What is Enoughness?

What is Enoughness?

Dear Money Adventurer,

Sometimes, as we journey deeper into our relationship with money, we find that this work brings up old wounds or emotions that we thought had healed. Like cutting into an onion, new depths are revealed as we peel back the outer layers, and we find ourselves grasping for safety, stability, for enough ground beneath our feet to feel secure.

We seek solace in enoughness, but enoughness isn’t just an external state of having sufficient resources. It’s also a deeply personal, internal experience of safety that anchors you, allowing you to feel safe in your body through the ups and downs of life and money.

At the most basic level, enoughness speaks to our very survival, and the means of survival – having enough food to eat and a safe place to live – come at a cost. We live in a world where money is inextricably connected to our ability to survive.
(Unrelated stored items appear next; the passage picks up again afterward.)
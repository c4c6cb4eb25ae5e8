//! Account Types
//!
//! The validated sign-up input and the identity the store hands back.

use std::fmt;

/// Store-assigned account identifier
pub type AccountId = i64;

/// Validated, normalized sign-up input
///
/// Only [`crate::domain::validation::sign_up_options`] builds one, so holding
/// a value means the username is trimmed and well-formed, the email is
/// lowercased and syntactically valid, and the password is within bounds.
///
/// `password` starts as plaintext. The sign-up use case swaps it for the
/// hashed form before the value goes anywhere near storage.
#[derive(Clone, PartialEq, Eq)]
pub struct SignUpOptions {
    username: String,
    email: String,
    password: String,
}

impl SignUpOptions {
    pub(crate) fn new(username: String, email: String, password: String) -> Self {
        Self {
            username,
            email,
            password,
        }
    }

    pub fn username(&self) -> &str {
        &self.username
    }

    pub fn email(&self) -> &str {
        &self.email
    }

    /// Plaintext before hashing, hash afterwards
    pub fn password(&self) -> &str {
        &self.password
    }

    /// Replace the password, consuming the plaintext-bearing value
    pub(crate) fn with_password(self, password: String) -> Self {
        Self { password, ..self }
    }

    /// Split into `(username, email, password)`
    pub fn into_parts(self) -> (String, String, String) {
        (self.username, self.email, self.password)
    }
}

impl fmt::Debug for SignUpOptions {
    fn fmt(&self, f: &mut fmt::Formatter<'_>) -> fmt::Result {
        f.debug_struct("SignUpOptions")
            .field("username", &self.username)
            .field("email", &self.email)
            .field("password", &"[REDACTED]")
            .finish()
    }
}

/// Account as persisted
///
/// Created once by the store's insert and passed up unchanged through every
/// layer to the HTTP handler.
#[derive(Debug, Clone, PartialEq, Eq)]
pub struct AccountIdentity {
    pub user_id: AccountId,
    pub email: String,
    pub username: String,
    /// Assigned by the store; may be empty
    pub role: String,
}

#[cfg(test)]
mod tests {
    use super::*;

    #[test]
    fn test_debug_redacts_password() {
        let options = SignUpOptions::new(
            "alice_01".to_string(),
            "alice@example.com".to_string(),
            "correcthorsebattery".to_string(),
        );

        let debug = format!("{:?}", options);
        assert!(debug.contains("alice_01"));
        assert!(!debug.contains("correcthorsebattery"));
    }

    #[test]
    fn test_with_password_keeps_identity_fields() {
        let options = SignUpOptions::new(
            "alice_01".to_string(),
            "alice@example.com".to_string(),
            "correcthorsebattery".to_string(),
        )
        .with_password("$2b$04$hash".to_string());

        assert_eq!(options.username(), "alice_01");
        assert_eq!(options.email(), "alice@example.com");
        assert_eq!(options.password(), "$2b$04$hash");
    }
}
So we strive to earn and accumulate “enough” to sustain ourselves. Yet even the most secure job can be downsized. Natural disasters and health crises can unexpectedly and dramatically alter your financial landscape. And even folks with a lot of savings, investments or family wealth can still question if it’s enough.

These questions of enoughness have been coming up again in the Art of Money community and it’s always been a thread woven throughout our community discussions and explorations.

As much as each one of us is on our own unique money journey, these themes and questions are universal across cultural and economic barriers and all walks of life.

None of us can control the unfolding of life. Still, we can learn?to?cultivate a sense of personal safety, nurture internal enoughness, and root ourselves in the security we find there.

We can bring gentle curiosity to this question of enoughness.

We can find practices that help us cultivate internal enoughness on a daily basis. We can bring intentional awareness to appreciate what we do have, to be present here and now, instead of just focusing on what we don’t have or the unmet goals we hold for our future. And in the process, we learn to hold the duality of what is good and meaningful now alongside our hopes and what we are still working on for the future.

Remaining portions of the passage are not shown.